Few expect anything to happen this side of Christmas. When investors grill Kering’s management about Puma after the French group’s third-quarter trading update on Tuesday, they will not be holding their breath for a deal to be announced. Unless, of course, Kering suddenly takes the view that Puma is ready to be marketed to investors after the sportswear brand upgraded its guidance last week for the third time this year.
Still, Kering knows that it will be in a stronger position to get a rich valuation for Puma once the brand has several quarters of improved performance behind it. This means nothing is likely to happen before 2018, barring a surprise offer that François-Henri Pinault, the chairman and chief executive officer of Kering, could not refuse.
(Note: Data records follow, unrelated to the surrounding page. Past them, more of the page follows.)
// This file is part of fpqd, a daemon that serializes FrontPanel device access through a prioritized ticket queue.
//
// Copyright 2025 Canonical Ltd.
//
// SPDX-License-Identifier: GPL-3.0-only
//
// fpqd is free software: you can redistribute it and/or modify it under the terms of the GNU General Public License version 3, as published by the Free Software Foundation.
//
// fpqd is distributed in the hope that it will be useful, but WITHOUT ANY WARRANTY; without even the implied warranties of MERCHANTABILITY, SATISFACTORY QUALITY, or FITNESS FOR A PARTICULAR PURPOSE.  See the GNU General Public License for more details.
//
// You should have received a copy of the GNU General Public License along with this program.  If not, see http://www.gnu.org/licenses/.

//! Simulated gateware backend.
//!
//! [`SimulatedDevice`] models the FrontPanel endpoints of the DisplayPort design closely
//! enough to exercise every code path of the daemon without hardware:
//!
//! - an AXI-Lite bridge controller behind the configured wire-in/wire-out/trigger-in
//!   endpoints, answering from an in-memory register file with decode windows for the video
//!   mixer and the DisplayPort receiver
//! - the frame batch path (trigger `0x40`, block pipe `0x80`, status wire-out `0x30`) which
//!   checks the received byte count against the frame geometry programmed into wire-ins
//!   `0x11` and `0x12`
//! - the AXI system reset on wire-in `0x00`
//!
//! Fault injection helpers let tests make the bridge stall, time out or return an unknown
//! response code.

use crate::axil_bridge::{BridgeConfig, MAX_TRIGGER_BIT};
use crate::config;
use crate::devices::device::{
    DeviceInfo, FrontPanel, PIPE_IN_RANGE, TRIGGER_IN_RANGE, WIRE_IN_RANGE, WIRE_OUT_RANGE,
    check_endpoint,
};
use crate::error::FpqdError;
use log::{debug, trace};
use std::collections::{HashMap, HashSet};

const RESPONSE_OKAY: u32 = 0b000;
const RESPONSE_SLVERR: u32 = 0b010;
const RESPONSE_DECERR: u32 = 0b011;
const RESPONSE_HARDWARE_TIMEOUT: u32 = 0b100;

const WINDOW_SIZE: u32 = 0x1_0000;
/// Scratch GPIO block, freely writable.
pub const SCRATCH_BASE_ADDR: u32 = 0x4000_0000;

/// Register contents of a 1080p60 DisplayPort feed.
const DEFAULT_REGISTERS: [(u32, u32); 7] = [
    (config::V_MIX_BASE_ADDR + config::V_MIX_WIDTH_REG, 1920),
    (config::V_MIX_BASE_ADDR + config::V_MIX_HEIGHT_REG, 1080),
    (config::DP_RX_BASE_ADDR + config::DP_RX_LINK_BW_SET_REG, 0x14),
    (config::DP_RX_BASE_ADDR + config::DP_RX_MSA_MVID_REG, 11_000),
    (config::DP_RX_BASE_ADDR + config::DP_RX_MSA_NVID_REG, 40_000),
    (config::DP_RX_BASE_ADDR + config::DP_RX_MSA_HTOTAL_REG, 2200),
    (config::DP_RX_BASE_ADDR + config::DP_RX_MSA_VTOTAL_REG, 1125),
];

#[derive(Debug)]
struct PendingTransaction {
    response: u32,
    data: u32,
    polls_left: u32,
}

#[derive(Debug, Default)]
struct FrameEngine {
    armed: bool,
    received: Option<usize>,
    batches_accepted: u64,
}

/// In-memory model of the DisplayPort gateware.
#[derive(Debug)]
pub struct SimulatedDevice {
    bridge: BridgeConfig,
    staged_wire_ins: [u32; 32],
    wire_ins: [u32; 32],
    wire_outs: [u32; 32],
    registers: HashMap<u32, u32>,
    windows: Vec<u32>,
    read_only: HashSet<u32>,
    unresponsive: HashSet<u32>,
    pending: Option<PendingTransaction>,
    last_response: u32,
    last_data: u32,
    busy_polls: u32,
    stuck: bool,
    forced_response: Option<u32>,
    frames: FrameEngine,
    front_panel_enabled: bool,
}

impl SimulatedDevice {
    pub const BACKEND_NAME: &'static str = "simulated";

    /// Create a device whose bridge controller listens on the endpoints in `bridge`.
    pub fn new(bridge: &BridgeConfig) -> SimulatedDevice {
        let read_only = [
            config::DP_RX_LINK_BW_SET_REG,
            config::DP_RX_MSA_MVID_REG,
            config::DP_RX_MSA_NVID_REG,
            config::DP_RX_MSA_HTOTAL_REG,
            config::DP_RX_MSA_VTOTAL_REG,
        ]
        .iter()
        .map(|reg| config::DP_RX_BASE_ADDR + reg)
        .collect();
        SimulatedDevice {
            bridge: bridge.clone(),
            staged_wire_ins: [0; 32],
            wire_ins: [0; 32],
            wire_outs: [0; 32],
            registers: DEFAULT_REGISTERS.into_iter().collect(),
            windows: vec![config::V_MIX_BASE_ADDR, config::DP_RX_BASE_ADDR, SCRATCH_BASE_ADDR],
            read_only,
            unresponsive: HashSet::new(),
            pending: None,
            last_response: RESPONSE_OKAY,
            last_data: 0,
            busy_polls: 1,
            stuck: false,
            forced_response: None,
            frames: FrameEngine::default(),
            front_panel_enabled: true,
        }
    }

    /// Preload an AXI register. The address must sit inside a decode window to be reachable.
    pub fn with_register(mut self, address: u32, value: u32) -> SimulatedDevice {
        self.registers.insert(address, value);
        self
    }

    /// Number of status polls the bridge stays busy for after each trigger.
    pub fn with_busy_polls(mut self, polls: u32) -> SimulatedDevice {
        self.busy_polls = polls;
        self
    }

    /// Leave the busy bit set until the AXI system is reset.
    pub fn with_stuck_bus(mut self) -> SimulatedDevice {
        self.stuck = true;
        self
    }

    /// Answer every bridge transaction with the raw 3-bit `response` code.
    pub fn with_forced_response(mut self, response: u32) -> SimulatedDevice {
        self.forced_response = Some(response & 0b111);
        self
    }

    /// Make the slave at `address` never answer, so the gateware reports a hardware timeout.
    pub fn with_unresponsive(mut self, address: u32) -> SimulatedDevice {
        self.unresponsive.insert(address);
        self
    }

    /// Report the FrontPanel interface as unavailable.
    pub fn without_front_panel(mut self) -> SimulatedDevice {
        self.front_panel_enabled = false;
        self
    }

    /// Frame batches accepted by the frame path so far.
    pub fn batches_accepted(&self) -> u64 {
        self.frames.batches_accepted
    }

    /// Current content of an AXI register, if it has ever been written or preloaded.
    pub fn register(&self, address: u32) -> Option<u32> {
        self.registers.get(&address).copied()
    }

    fn decoded(&self, address: u32) -> bool {
        self.windows
            .iter()
            .any(|base| address >= *base && address - base < WINDOW_SIZE)
    }

    /// Committed value of a wire-in; endpoints outside the wire-in range read as 0.
    fn wire_in(&self, endpoint: u8) -> u32 {
        self.wire_ins.get(usize::from(endpoint)).copied().unwrap_or(0)
    }

    fn start_transaction(&mut self, write: bool) {
        let address = self.wire_in(self.bridge.wire_in_addresses.address);
        let data = self.wire_in(self.bridge.wire_in_addresses.data);
        let (response, data) = if let Some(forced) = self.forced_response {
            (forced, 0)
        } else if self.unresponsive.contains(&address) {
            (RESPONSE_HARDWARE_TIMEOUT, 0)
        } else if !self.decoded(address) {
            (RESPONSE_DECERR, 0)
        } else if write {
            if self.read_only.contains(&address) {
                (RESPONSE_SLVERR, 0)
            } else {
                self.registers.insert(address, data);
                (RESPONSE_OKAY, 0)
            }
        } else {
            (
                RESPONSE_OKAY,
                self.registers.get(&address).copied().unwrap_or(0),
            )
        };
        debug!(
            "simulated AXI {} at 0x{address:08X} -> response 0b{response:03b}",
            if write { "write" } else { "read" }
        );
        self.pending = Some(PendingTransaction {
            response,
            data,
            polls_left: self.busy_polls,
        });
    }

    fn bridge_status(&mut self) -> u32 {
        if self.stuck {
            return 1;
        }
        match self.pending.as_mut() {
            Some(pending) if pending.polls_left > 0 => {
                pending.polls_left -= 1;
                1
            }
            Some(_) => {
                if let Some(done) = self.pending.take() {
                    self.last_response = done.response;
                    self.last_data = done.data;
                }
                self.last_response << 1
            }
            None => self.last_response << 1,
        }
    }

    fn expected_batch_bytes(&self) -> usize {
        let transfers_in_frame = self.wire_ins[config::TRANSFERS_IN_FRAME_WIRE_IN as usize] as usize;
        let batch_size = self.wire_ins[config::BATCH_SIZE_WIRE_IN as usize] as usize;
        transfers_in_frame * 6 * batch_size
    }

    fn frame_status(&self) -> u32 {
        match self.frames.received {
            None => 0,
            Some(len) => {
                let expected = self.expected_batch_bytes();
                let failed = len == 0 || (expected != 0 && len != expected);
                1 | (u32::from(failed) << 1)
            }
        }
    }
}

/// Position of a wire-out endpoint in the latched wire-out block.
fn wire_out_index(endpoint: u8) -> Result<usize, FpqdError> {
    check_endpoint(endpoint, &WIRE_OUT_RANGE, "wire-out")?;
    Ok(usize::from(endpoint - WIRE_OUT_RANGE.start()))
}

impl FrontPanel for SimulatedDevice {
    fn device_info(&self) -> DeviceInfo {
        DeviceInfo {
            product_name: "XEM8320-AU25P (simulated)".to_string(),
            serial_number: "SIM0000001".to_string(),
            device_id: "fpqd-sim".to_string(),
            firmware_major: 1,
            firmware_minor: 0,
        }
    }

    fn is_front_panel_enabled(&self) -> bool {
        self.front_panel_enabled
    }

    fn set_wire_in_value(&mut self, endpoint: u8, value: u32) -> Result<(), FpqdError> {
        check_endpoint(endpoint, &WIRE_IN_RANGE, "wire-in")?;
        trace!("wire-in 0x{endpoint:02X} <- 0x{value:08X}");
        self.staged_wire_ins[endpoint as usize] = value;
        Ok(())
    }

    fn update_wire_ins(&mut self) -> Result<(), FpqdError> {
        let reset_was_asserted = self.wire_ins[config::AXI_RESET_WIRE_IN as usize] & 1 == 1;
        self.wire_ins = self.staged_wire_ins;
        let reset_asserted = self.wire_ins[config::AXI_RESET_WIRE_IN as usize] & 1 == 1;
        if reset_was_asserted && !reset_asserted {
            debug!("simulated AXI system reset released");
            self.stuck = false;
            self.pending = None;
            self.last_response = RESPONSE_OKAY;
        }
        Ok(())
    }

    fn update_wire_outs(&mut self) -> Result<(), FpqdError> {
        let status_index = wire_out_index(self.bridge.wire_out_addresses.status)?;
        let data_index = wire_out_index(self.bridge.wire_out_addresses.data)?;
        let frame_index = wire_out_index(config::FRAME_STATUS_WIRE_OUT)?;
        let status = self.bridge_status();
        self.wire_outs[status_index] = status;
        self.wire_outs[data_index] = self.last_data;
        self.wire_outs[frame_index] = self.frame_status();
        Ok(())
    }

    fn get_wire_out_value(&self, endpoint: u8) -> Result<u32, FpqdError> {
        Ok(self.wire_outs[wire_out_index(endpoint)?])
    }

    fn activate_trigger_in(&mut self, endpoint: u8, bit: u8) -> Result<(), FpqdError> {
        check_endpoint(endpoint, &TRIGGER_IN_RANGE, "trigger-in")?;
        if bit > MAX_TRIGGER_BIT {
            return Err(FpqdError::Transport {
                endpoint,
                message: format!("trigger bit {bit} out of range"),
            });
        }
        trace!("trigger-in 0x{endpoint:02X} bit {bit}");
        let trigger = &self.bridge.trigger_in_address_and_offsets;
        if endpoint == trigger.address && bit == trigger.read_bit_offset {
            self.start_transaction(false);
        } else if endpoint == trigger.address && bit == trigger.write_bit_offset {
            self.start_transaction(true);
        } else if endpoint == config::FRAME_BATCH_TRIGGER_IN && bit == 0 {
            self.frames.armed = true;
            self.frames.received = None;
        } else if endpoint == config::BATCH_SIZE_TRIGGER_IN && bit == 0 {
            debug!(
                "simulated batch size latched: {}",
                self.wire_ins[config::BATCH_SIZE_WIRE_IN as usize]
            );
            self.frames = FrameEngine {
                batches_accepted: self.frames.batches_accepted,
                ..FrameEngine::default()
            };
        }
        Ok(())
    }

    fn write_to_pipe_in(&mut self, endpoint: u8, data: &[u8]) -> Result<usize, FpqdError> {
        check_endpoint(endpoint, &PIPE_IN_RANGE, "pipe-in")?;
        trace!("pipe-in 0x{endpoint:02X} <- {} bytes", data.len());
        Ok(data.len())
    }

    fn write_to_block_pipe_in(
        &mut self,
        endpoint: u8,
        block_size: usize,
        data: &[u8],
    ) -> Result<usize, FpqdError> {
        check_endpoint(endpoint, &PIPE_IN_RANGE, "pipe-in")?;
        if block_size == 0 || block_size % 16 != 0 {
            return Err(FpqdError::Transport {
                endpoint,
                message: format!("block size {block_size} is not a non-zero multiple of 16"),
            });
        }
        trace!(
            "block pipe-in 0x{endpoint:02X} <- {} bytes in blocks of {block_size}",
            data.len()
        );
        if endpoint == config::FRAME_BLOCK_PIPE_IN && self.frames.armed {
            self.frames.armed = false;
            self.frames.received = Some(data.len());
            if self.frame_status() & 0b10 == 0 {
                self.frames.batches_accepted += 1;
            }
        }
        Ok(data.len())
    }
}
Kering and Puma both declined to comment.
Bavaria-based Puma, with a market capitalisation of around 5.2 billion euros and more than 13,000 staff, is a big company to take on, limiting the pool of potential acquirers. What’s more, private equity firms and family offices are likely to be put off by Puma’s high valuation. The company is trading at around 30 times next year’s forecast earnings, a sizeable premium to rivals Nike (19 times) and Adidas (22 times).
Industry peers such as VF Corporation, which owns Vans and North Face, and Chinese sportswear player Anta, are not expected to come forward as serious bidders. Anta looked seriously at Puma in the past two years, several bankers said, but no agreement was struck, while VF Corp, which knows the footwear industry well, is said to be considering other targets.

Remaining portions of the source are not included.